1. In experiments analysing the activity of V1 neurons, GCaMP6f was expressed using a ubiquitous Ef1a promoter, which is active in all neuronal cell types as well as potentially non-neuronal cells. The manuscript specifically refers to responses of excitatory neurons but it is unclear how excitatory neuron somata were identified and distinguished from that of inhibitory neurons or other cell types.

2. The manuscript concludes that cholinergic axons convey a binary locomotion signal and are not tuned to running speed. The average running velocity of mice in this study is very slow - slower than 15 cm/s in the example trace in Figure 1D and speeds <6 cm/s were quantified in Figure 2E. However, mice can run at much faster speeds both under head-fixed and freely moving conditions (see e.g. Jordan and Keller, 2020, where example running speeds are ~35 cm/s). Given that the data in the present manuscript cover such a narrow range of running speeds, it is not possible to determine whether cholinergic axons are tuned to running speed or convey a binary locomotion signal.

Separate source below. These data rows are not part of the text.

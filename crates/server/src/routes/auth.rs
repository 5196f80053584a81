use axum::{
    Json,
    extract::{FromRef, FromRequestParts, State},
    http::{StatusCode, request::Parts},
};
use rusqlite::Connection;

use iou_api::{
    AuthTokenResponse, DeviceResponse, ListDevicesResponse, LoginRequest, LogoutRequest,
    OkResponse, RefreshRequest, ServiceError, SignupRequest, UserResponse, crypto, db, service,
};

use crate::config::AppConfig;
use crate::error::ApiErr;
use crate::extract::ValidJson;
use crate::routes::{collect, now_timestamp, now_unix};
use crate::storage::{self, Db};

// ---------------------------------------------------------------------------
// Auth extractor
// ---------------------------------------------------------------------------

/// Authenticated user extracted from the `Authorization: Bearer <jwt>` header.
#[derive(Debug, Clone)]
pub struct AuthUser {
    pub username: String,
    pub display_name: String,
}

impl<S> FromRequestParts<S> for AuthUser
where
    S: Send + Sync,
    Db: FromRef<S>,
    AppConfig: FromRef<S>,
{
    type Rejection = ApiErr;

    async fn from_request_parts(parts: &mut Parts, state: &S) -> Result<Self, Self::Rejection> {
        let db = Db::from_ref(state);
        let config = AppConfig::from_ref(state);

        let header = parts
            .headers
            .get(axum::http::header::AUTHORIZATION)
            .and_then(|v| v.to_str().ok());
        let token = service::resolve_bearer(header)?;
        let username = crypto::verify_jwt(token, &config.jwt_secret, now_unix())?;

        let conn = db.conn();
        let user = storage::query_opt(&conn, db::users::get_by_username(&username), |row| {
            Ok(AuthUser {
                username: row.get(0)?,
                display_name: row.get(1)?,
            })
        })
        .map_err(ApiErr::from_db("auth user lookup"))?;

        user.ok_or_else(|| ApiErr::unauthorized("Not authenticated"))
    }
}

// ---------------------------------------------------------------------------
// Helpers
// ---------------------------------------------------------------------------

/// Issue an access token and store a fresh refresh token for `device_name`.
fn issue_tokens(
    conn: &Connection,
    config: &AppConfig,
    username: &str,
    display_name: &str,
    device_name: &str,
) -> Result<AuthTokenResponse, ApiErr> {
    let bundle =
        service::prepare_token_bundle(&config.jwt_secret, username, display_name, now_unix())?;
    storage::execute(
        conn,
        db::tokens::insert(
            &bundle.token_hash,
            username,
            device_name,
            &bundle.created_time,
            &bundle.expiry_time,
        ),
    )
    .map_err(ApiErr::from_db("insert refresh token"))?;
    Ok(bundle.response)
}

async fn hash_password(password: String, iterations: u32) -> Result<String, ApiErr> {
    tokio::task::spawn_blocking(move || crypto::hash_password(&password, iterations))
        .await
        .map_err(ApiErr::from_db("hash password task"))?
        .map_err(ApiErr::from)
}

fn is_constraint_violation(e: &rusqlite::Error) -> bool {
    matches!(
        e,
        rusqlite::Error::SqliteFailure(err, _) if err.code == rusqlite::ErrorCode::ConstraintViolation
    )
}

// ---------------------------------------------------------------------------
// Signup
// ---------------------------------------------------------------------------

/// POST /api/auth/signup — create an account and log the new user in.
pub async fn signup(
    State(db): State<Db>,
    State(config): State<AppConfig>,
    ValidJson(req): ValidJson<SignupRequest>,
) -> Result<(StatusCode, Json<AuthTokenResponse>), ApiErr> {
    let mut errors = Vec::new();
    let username = collect(&mut errors, service::validate_username(&req.username));
    let display_name = collect(&mut errors, service::validate_display_name(&req.display_name));
    let password_ok = collect(&mut errors, service::validate_password(&req.password));
    let device_name = collect(
        &mut errors,
        service::validate_device_name(req.device_name.as_deref()),
    );
    let (Some(username), Some(display_name), Some(()), Some(device_name)) =
        (username, display_name, password_ok, device_name)
    else {
        return Err(ServiceError::BadRequest(errors).into());
    };

    {
        let conn = db.conn();
        let taken: bool = storage::query_one(&conn, db::users::exists(&username), |row| row.get(0))
            .map_err(ApiErr::from_db("signup exists check"))?;
        if taken {
            return Err(ApiErr::conflict("Username already taken"));
        }
    }

    let password_hash = hash_password(req.password, config.password_iterations).await?;
    let created_time = now_timestamp()?;

    let conn = db.conn();
    match storage::execute(
        &conn,
        db::users::insert(&username, &display_name, &password_hash, &created_time),
    ) {
        Ok(_) => {}
        Err(e) if is_constraint_violation(&e) => {
            return Err(ApiErr::conflict("Username already taken"));
        }
        Err(e) => return Err(ApiErr::from_db("insert user")(e)),
    }

    let tokens = issue_tokens(&conn, &config, &username, &display_name, &device_name)?;
    tracing::info!(username = %username, "user signed up");
    Ok((StatusCode::CREATED, Json(tokens)))
}

// ---------------------------------------------------------------------------
// Login
// ---------------------------------------------------------------------------

/// POST /api/auth/login — exchange credentials for tokens.
pub async fn login(
    State(db): State<Db>,
    State(config): State<AppConfig>,
    ValidJson(req): ValidJson<LoginRequest>,
) -> Result<Json<AuthTokenResponse>, ApiErr> {
    let device_name = service::validate_device_name(req.device_name.as_deref())?;

    let found = {
        let conn = db.conn();
        storage::query_opt(&conn, db::users::get_for_login(req.username.trim()), |row| {
            Ok((
                row.get::<_, String>(0)?,
                row.get::<_, String>(1)?,
                row.get::<_, String>(2)?,
            ))
        })
        .map_err(ApiErr::from_db("login lookup"))?
    };
    let Some((username, display_name, password_hash)) = found else {
        return Err(ApiErr::unauthorized("Invalid username or password"));
    };

    let password = req.password;
    let valid =
        tokio::task::spawn_blocking(move || crypto::verify_password(&password, &password_hash))
            .await
            .map_err(ApiErr::from_db("verify password task"))?;
    if !valid {
        return Err(ApiErr::unauthorized("Invalid username or password"));
    }

    let conn = db.conn();
    let tokens = issue_tokens(&conn, &config, &username, &display_name, &device_name)?;
    Ok(Json(tokens))
}

// ---------------------------------------------------------------------------
// Refresh
// ---------------------------------------------------------------------------

/// POST /api/auth/refresh — rotate a refresh token. The old token stops working.
pub async fn refresh(
    State(db): State<Db>,
    State(config): State<AppConfig>,
    ValidJson(req): ValidJson<RefreshRequest>,
) -> Result<Json<AuthTokenResponse>, ApiErr> {
    let token_hash = crypto::hash_token(&req.refresh_token);
    let now = now_timestamp()?;
    let conn = db.conn();

    let found = storage::query_opt(&conn, db::tokens::lookup(&token_hash), |row| {
        Ok((
            row.get::<_, String>(0)?,
            row.get::<_, String>(1)?,
            row.get::<_, String>(2)?,
            row.get::<_, String>(3)?,
        ))
    })
    .map_err(ApiErr::from_db("refresh lookup"))?;
    let Some((username, display_name, device_name, expiry_time)) = found else {
        return Err(ApiErr::unauthorized("Invalid refresh token"));
    };

    storage::execute(&conn, db::tokens::delete(&token_hash))
        .map_err(ApiErr::from_db("delete refresh token"))?;

    if expiry_time < now {
        return Err(ApiErr::unauthorized("Refresh token expired"));
    }

    let tokens = issue_tokens(&conn, &config, &username, &display_name, &device_name)?;
    Ok(Json(tokens))
}

// ---------------------------------------------------------------------------
// Logout
// ---------------------------------------------------------------------------

/// POST /api/auth/logout — invalidate one refresh token. Unknown tokens are not an error.
pub async fn logout(
    State(db): State<Db>,
    ValidJson(req): ValidJson<LogoutRequest>,
) -> Result<Json<OkResponse>, ApiErr> {
    let token_hash = crypto::hash_token(&req.refresh_token);
    let conn = db.conn();
    storage::execute(&conn, db::tokens::delete(&token_hash))
        .map_err(ApiErr::from_db("logout"))?;
    Ok(Json(OkResponse { ok: true }))
}

/// POST /api/auth/logout-all — invalidate every refresh token of the caller.
pub async fn logout_all(
    State(db): State<Db>,
    user: AuthUser,
) -> Result<Json<OkResponse>, ApiErr> {
    let conn = db.conn();
    let removed = storage::execute(&conn, db::tokens::delete_all_for_user(&user.username))
        .map_err(ApiErr::from_db("logout all"))?;
    tracing::info!(username = %user.username, removed, "logged out everywhere");
    Ok(Json(OkResponse { ok: true }))
}

// ---------------------------------------------------------------------------
// Profile
// ---------------------------------------------------------------------------

/// GET /api/auth/me — profile of the authenticated user.
pub async fn me(State(db): State<Db>, user: AuthUser) -> Result<Json<UserResponse>, ApiErr> {
    let conn = db.conn();
    storage::query_opt(&conn, db::users::get_by_username(&user.username), |row| {
        Ok(UserResponse {
            username: row.get(0)?,
            display_name: row.get(1)?,
            created_time: row.get(2)?,
        })
    })
    .map_err(ApiErr::from_db("me"))?
    .map(Json)
    .ok_or_else(|| ApiErr::not_found("User not found"))
}

/// GET /api/auth/devices — devices holding a refresh token, newest first.
pub async fn devices(
    State(db): State<Db>,
    user: AuthUser,
) -> Result<Json<ListDevicesResponse>, ApiErr> {
    let conn = db.conn();
    let devices = storage::query_all(&conn, db::tokens::list_for_user(&user.username), |row| {
        Ok(DeviceResponse {
            device_name: row.get(0)?,
            created_time: row.get(1)?,
            expiry_time: row.get(2)?,
        })
    })
    .map_err(ApiErr::from_db("list devices"))?;
    Ok(Json(ListDevicesResponse { devices }))
}
//! Core rate limiting logic
//!
//! ## Module Structure
//!
//! - `duration` - Time window parsing ("10 s" style strings)
//! - `algorithm` - Algorithm configuration builders
//! - `response` - Admission decision type and reply decoding
//! - `cache` - Ephemeral in-process fallback cache
//! - `engine` - The `Ratelimit` engine (limit / block / reset)
//! - `factory` - Factory wiring around one shared store handle

pub mod algorithm;
pub mod cache;
pub mod duration;
pub mod engine;
pub mod factory;
pub mod response;
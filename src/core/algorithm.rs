//! Algorithm configuration builders
//!
//! Three strategies are supported, each carried as an explicit enum variant
//! with its normalized parameters. Construction goes through the builder
//! functions, which validate inputs and parse the time window.

use crate::core::duration::parse_time_window;
use crate::utils::error::{RatelimitError, Result};
use serde::{Deserialize, Serialize};

/// Rate limiting algorithm configuration
///
/// Immutable once constructed; one instance is owned per engine.
#[derive(Debug, Clone, PartialEq, Eq, Serialize, Deserialize)]
#[serde(tag = "strategy", rename_all = "snake_case")]
pub enum Algorithm {
    /// Counter per window epoch; a new physical key per `floor(now / interval)`
    FixedWindow {
        /// Maximum requests per window
        limit: u64,
        /// Window length in milliseconds
        interval_ms: u64,
    },
    /// Ordered set of request timestamps, evicted as the window slides
    SlidingWindow {
        /// Maximum requests per window
        limit: u64,
        /// Window length in milliseconds
        interval_ms: u64,
    },
    /// Bucket of tokens refilled at a steady rate, consumed one per request
    TokenBucket {
        /// Tokens added per interval
        refill_rate: u64,
        /// Refill interval in milliseconds
        interval_ms: u64,
        /// Bucket capacity (burst limit)
        limit: u64,
    },
}

impl Algorithm {
    /// The configured ceiling (window limit or bucket capacity)
    pub fn limit(&self) -> u64 {
        match self {
            Algorithm::FixedWindow { limit, .. }
            | Algorithm::SlidingWindow { limit, .. }
            | Algorithm::TokenBucket { limit, .. } => *limit,
        }
    }

    /// The window or refill interval in milliseconds
    pub fn interval_ms(&self) -> u64 {
        match self {
            Algorithm::FixedWindow { interval_ms, .. }
            | Algorithm::SlidingWindow { interval_ms, .. }
            | Algorithm::TokenBucket { interval_ms, .. } => *interval_ms,
        }
    }

    /// Validate the invariants `limit > 0`, `interval > 0`, `refill_rate > 0`
    pub(crate) fn validate(&self) -> Result<()> {
        if self.limit() == 0 {
            return Err(RatelimitError::Config("limit must be positive".into()));
        }
        if self.interval_ms() == 0 {
            return Err(RatelimitError::Config("interval must be positive".into()));
        }
        if let Algorithm::TokenBucket { refill_rate, .. } = self {
            if *refill_rate == 0 {
                return Err(RatelimitError::Config("refill rate must be positive".into()));
            }
        }
        Ok(())
    }
}

/// Create a fixed window configuration.
///
/// `window` is a time window string such as `"10 s"`.
pub fn fixed_window(limit: u64, window: &str) -> Result<Algorithm> {
    let algorithm = Algorithm::FixedWindow {
        limit,
        interval_ms: parse_time_window(window)?,
    };
    algorithm.validate()?;
    Ok(algorithm)
}

/// Create a sliding window configuration.
pub fn sliding_window(limit: u64, window: &str) -> Result<Algorithm> {
    let algorithm = Algorithm::SlidingWindow {
        limit,
        interval_ms: parse_time_window(window)?,
    };
    algorithm.validate()?;
    Ok(algorithm)
}

/// Create a token bucket configuration.
///
/// `refill_rate` tokens are added per `window`; `limit` is the bucket
/// capacity and therefore the burst limit.
pub fn token_bucket(refill_rate: u64, window: &str, limit: u64) -> Result<Algorithm> {
    let algorithm = Algorithm::TokenBucket {
        refill_rate,
        interval_ms: parse_time_window(window)?,
        limit,
    };
    algorithm.validate()?;
    Ok(algorithm)
}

3. The analyses in Figure 4 only consider the average response to all grating orientations and directions. Without further analysing responses to individual grating directions it is unclear how stimulation of cholinergic inputs affects visual responses. Previous work (e.g. Datarlat and Stryker, 2017) has shown that locomotion can have both additive and multiplicative effects and it would be valuable to determine the type of modulation provided by cholinergic stimulation.

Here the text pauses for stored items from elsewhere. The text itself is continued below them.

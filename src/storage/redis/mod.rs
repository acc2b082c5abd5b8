//! Redis store backend
//!
//! ## Module Structure
//!
//! - `store` - Connection management and the `RateLimitStore` implementation
//! - `scripts` - The per-algorithm Lua decision scripts

mod scripts;
mod store;

pub use store::RedisStore;
//! Factory wiring
//!
//! One factory is constructed at startup around one shared store handle;
//! every engine built from it shares that handle. The store's lifecycle
//! (connect at startup, drop at shutdown) stays with the host application.

use crate::config::RatelimitConfig;
use crate::core::engine::Ratelimit;
use crate::storage::store::RateLimitStore;
use crate::utils::error::Result;
use std::sync::Arc;

/// Builds engines over one shared store connection.
#[derive(Clone)]
pub struct RatelimitFactory {
    store: Arc<dyn RateLimitStore>,
}

impl RatelimitFactory {
    /// Wrap an already-connected store handle.
    pub fn new(store: Arc<dyn RateLimitStore>) -> Self {
        Self { store }
    }

    /// The shared store handle.
    pub fn store(&self) -> Arc<dyn RateLimitStore> {
        self.store.clone()
    }

    /// Build an engine bound to the shared store.
    ///
    /// Must be called inside a Tokio runtime when `config.ephemeral_cache`
    /// is enabled (the default), since the fallback cache spawns its sweep
    /// task during construction.
    ///
    /// # Errors
    ///
    /// Returns [`crate::RatelimitError::Config`] when the algorithm
    /// parameters are invalid.
    pub fn limiter(&self, config: RatelimitConfig) -> Result<Ratelimit> {
        Ratelimit::new(self.store.clone(), config)
    }

    /// Probe the shared store.
    pub async fn health_check(&self) -> Result<()> {
        self.store.ping().await
    }
}

impl std::fmt::Debug for RatelimitFactory {
    fn fmt(&self, f: &mut std::fmt::Formatter<'_>) -> std::fmt::Result {
        f.debug_struct("RatelimitFactory").finish_non_exhaustive()
    }
}
//! Store backends
//!
//! ## Module Structure
//!
//! - `store` - The `RateLimitStore` contract every backend satisfies
//! - `redis` - Redis backend (Lua-scripted atomic decisions)
//! - `memory` - In-process backend (single-lock atomicity)

pub mod memory;
pub mod redis;
pub mod store;
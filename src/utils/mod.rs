//! Shared utilities

pub mod error;

use std::time::{SystemTime, UNIX_EPOCH};

/// Current time as milliseconds since the Unix epoch.
pub(crate) fn epoch_ms() -> u64 {
    SystemTime::now()
        .duration_since(UNIX_EPOCH)
        .map(|d| d.as_millis() as u64)
        .unwrap_or(0)
}
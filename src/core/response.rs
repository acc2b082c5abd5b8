//! Admission decision type
//!
//! Every algorithm produces the same uniform reply: a 5 element array of
//! `{success, limit, remaining, reset, retry_after}`, extended to 7 elements
//! with `{pending, throughput}` when analytics is enabled. This module owns
//! the decoded form handed back to callers.

use crate::utils::error::{RatelimitError, Result};
use serde::Serialize;

/// Outcome of one rate limit decision
#[derive(Debug, Clone, PartialEq, Eq, Serialize)]
pub struct RateLimitResponse {
    /// Whether the call is admitted
    pub success: bool,
    /// The configured ceiling for the current window or bucket
    pub limit: u64,
    /// Capacity left after this decision
    pub remaining: u64,
    /// Epoch milliseconds at which the window or bucket state next changes
    pub reset: u64,
    /// Minimum wait in seconds before retrying; present only when blocked
    #[serde(skip_serializing_if = "Option::is_none")]
    pub retry_after: Option<u64>,
    /// Current in-window count; present only when analytics is enabled
    #[serde(skip_serializing_if = "Option::is_none")]
    pub pending: Option<u64>,
    /// Requests observed in the last 1000 ms; present only when analytics is enabled
    #[serde(skip_serializing_if = "Option::is_none")]
    pub throughput: Option<u64>,
}

impl RateLimitResponse {
    /// Decode the uniform store reply.
    ///
    /// Expects 5 elements, or 7 when `analytics` is set. Negative counters
    /// are clamped to zero rather than rejected, since Lua arithmetic can
    /// transiently underflow on concurrent eviction.
    pub fn from_reply(values: &[i64], analytics: bool) -> Result<Self> {
        let expected = if analytics { 7 } else { 5 };
        if values.len() != expected {
            return Err(RatelimitError::Decode(format!(
                "expected {} reply elements, got {}",
                expected,
                values.len()
            )));
        }

        let success = values[0] == 1;
        Ok(Self {
            success,
            limit: values[1].max(0) as u64,
            remaining: values[2].max(0) as u64,
            reset: values[3].max(0) as u64,
            retry_after: if success {
                None
            } else {
                Some(values[4].max(0) as u64)
            },
            pending: analytics.then(|| values[5].max(0) as u64),
            throughput: analytics.then(|| values[6].max(0) as u64),
        })
    }
}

4. The difference between the effects of locomotion and optogenetic stimulation of cholinergic axons in Figure 5 may be confounded by differences in the visual stimulus. These experiments are carried out under open-loop conditions, where mice may adapt their locomotion based on the speed of the visual stimulus. Consequently, locomotion onsets are likely to occur during periods of higher visual flow. Since optogenetic stimulation is presented randomly, it is likely to occur during periods of lower visual flow speed. Consequently, the difference between the effect of locomotion and optogenetic stimulation may be explained by differences in visual flow speed and it is important to exclude this possibility.

5. It is unclear why chemogenetic manipulations of cholinergic inputs had no effect on pairwise correlations of L2/3 neuronal responses while optogenetic stimulation did.

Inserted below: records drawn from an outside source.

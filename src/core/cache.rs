//! Ephemeral in-process fallback cache
//!
//! A best-effort local counter used when the remote store is unreachable.
//! This is NOT distributed-safe: each process counts alone, so enforcement is
//! approximate during an outage. It exists purely as a single-process
//! degradation path.

use crate::utils::epoch_ms;
use std::collections::HashMap;
use std::sync::{Arc, Weak};
use std::time::Duration;
use tokio::sync::RwLock;
use tracing::debug;

/// Sweep at most once a minute even for long TTLs
const MAX_SWEEP_INTERVAL: Duration = Duration::from_secs(60);

#[derive(Debug, Clone, Copy)]
struct CacheEntry {
    count: u64,
    expires: u64,
}

/// TTL-based local counter, exclusively owned by one engine instance.
#[derive(Debug)]
pub struct EphemeralCache {
    entries: Arc<RwLock<HashMap<String, CacheEntry>>>,
    ttl_ms: u64,
}

impl EphemeralCache {
    /// Create a cache and start its background sweep.
    ///
    /// The sweep runs every `min(ttl, 60s)` and holds only a weak reference,
    /// so it ends once the cache is dropped.
    pub fn new(ttl_ms: u64) -> Self {
        let entries: Arc<RwLock<HashMap<String, CacheEntry>>> = Arc::default();
        Self::start_sweep_task(Arc::downgrade(&entries), ttl_ms);
        Self { entries, ttl_ms }
    }

    /// Current count for `key`, or 0 if absent or expired.
    pub async fn get(&self, key: &str) -> u64 {
        let now = epoch_ms();
        let entries = self.entries.read().await;
        match entries.get(key) {
            Some(entry) if entry.expires > now => entry.count,
            _ => 0,
        }
    }

    /// Increment the counter for `key`, resetting to 1 with a fresh expiry
    /// of `now + window_ms` when absent or expired. Returns the new count.
    pub async fn increment(&self, key: &str, window_ms: u64) -> u64 {
        let now = epoch_ms();
        let mut entries = self.entries.write().await;
        let entry = entries
            .entry(key.to_string())
            .and_modify(|entry| {
                if entry.expires <= now {
                    entry.count = 0;
                    entry.expires = now + window_ms;
                }
                entry.count += 1;
            })
            .or_insert(CacheEntry {
                count: 1,
                expires: now + window_ms,
            });
        entry.count
    }

    /// Expiry of the live entry for `key` (epoch ms), if any.
    pub async fn expires(&self, key: &str) -> Option<u64> {
        let now = epoch_ms();
        let entries = self.entries.read().await;
        entries
            .get(key)
            .filter(|entry| entry.expires > now)
            .map(|entry| entry.expires)
    }

    /// Drop the entry for `key`, live or not.
    pub async fn clear(&self, key: &str) {
        self.entries.write().await.remove(key);
    }

    /// Configured entry TTL in milliseconds.
    pub fn ttl_ms(&self) -> u64 {
        self.ttl_ms
    }

    fn start_sweep_task(entries: Weak<RwLock<HashMap<String, CacheEntry>>>, ttl_ms: u64) {
        let period = Duration::from_millis(ttl_ms).min(MAX_SWEEP_INTERVAL);
        tokio::spawn(async move {
            let mut interval = tokio::time::interval(period);
            interval.set_missed_tick_behavior(tokio::time::MissedTickBehavior::Delay);
            loop {
                interval.tick().await;
                let Some(entries) = entries.upgrade() else {
                    break;
                };
                let now = epoch_ms();
                let mut entries = entries.write().await;
                let before = entries.len();
                entries.retain(|_, entry| entry.expires > now);
                if entries.len() < before {
                    debug!(swept = before - entries.len(), "ephemeral cache sweep");
                }
            }
        });
    }
}

#[cfg(test)]
mod tests {
    use super::*;

    #[tokio::test]
    async fn test_get_absent_is_zero() {
        let cache = EphemeralCache::new(60_000);
        assert_eq!(cache.get("missing").await, 0);
    }

    #[tokio::test]
    async fn test_increment_counts_up() {
        let cache = EphemeralCache::new(60_000);
        assert_eq!(cache.increment("k", 1_000).await, 1);
        assert_eq!(cache.increment("k", 1_000).await, 2);
        assert_eq!(cache.increment("k", 1_000).await, 3);
        assert_eq!(cache.get("k").await, 3);
    }

    #[tokio::test]
    async fn test_expired_entry_resets_to_one() {
        let cache = EphemeralCache::new(60_000);
        cache.increment("k", 30).await;
        cache.increment("k", 30).await;

        tokio::time::sleep(Duration::from_millis(60)).await;

        assert_eq!(cache.get("k").await, 0);
        assert_eq!(cache.increment("k", 1_000).await, 1);
    }

    #[tokio::test]
    async fn test_clear_removes_entry() {
        let cache = EphemeralCache::new(60_000);
        cache.increment("k", 60_000).await;
        cache.clear("k").await;
        assert_eq!(cache.get("k").await, 0);
        assert!(cache.expires("k").await.is_none());
    }

    #[tokio::test]
    async fn test_expires_tracks_window() {
        let cache = EphemeralCache::new(60_000);
        let before = epoch_ms();
        cache.increment("k", 5_000).await;
        let expires = cache.expires("k").await.unwrap();
        assert!(expires >= before + 5_000);
        assert!(expires <= epoch_ms() + 5_000);
    }

    #[tokio::test]
    async fn test_keys_are_independent() {
        let cache = EphemeralCache::new(60_000);
        cache.increment("a", 60_000).await;
        cache.increment("a", 60_000).await;
        cache.increment("b", 60_000).await;
        assert_eq!(cache.get("a").await, 2);
        assert_eq!(cache.get("b").await, 1);
    }
}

6. The effects of locomotion and optogenetic stimulation on the latency of L5 responses in Figure 7 are very large - ~100 ms. Indeed, typical latencies in mouse V1 measured using electrophysiology are themselves shorter than 100 ms (see e.g. Durand et al., 2016). Visual response latencies in stationary conditions or without optogenetic stimulation appear surprisingly long - much longer than reported in previous studies even under anaesthesia. Such large and surprising results require careful analysis to ensure they are not confounded by artefacts. However, as in Figure 4, this analysis is based only on average responses across all gratings and no individual examples are shown.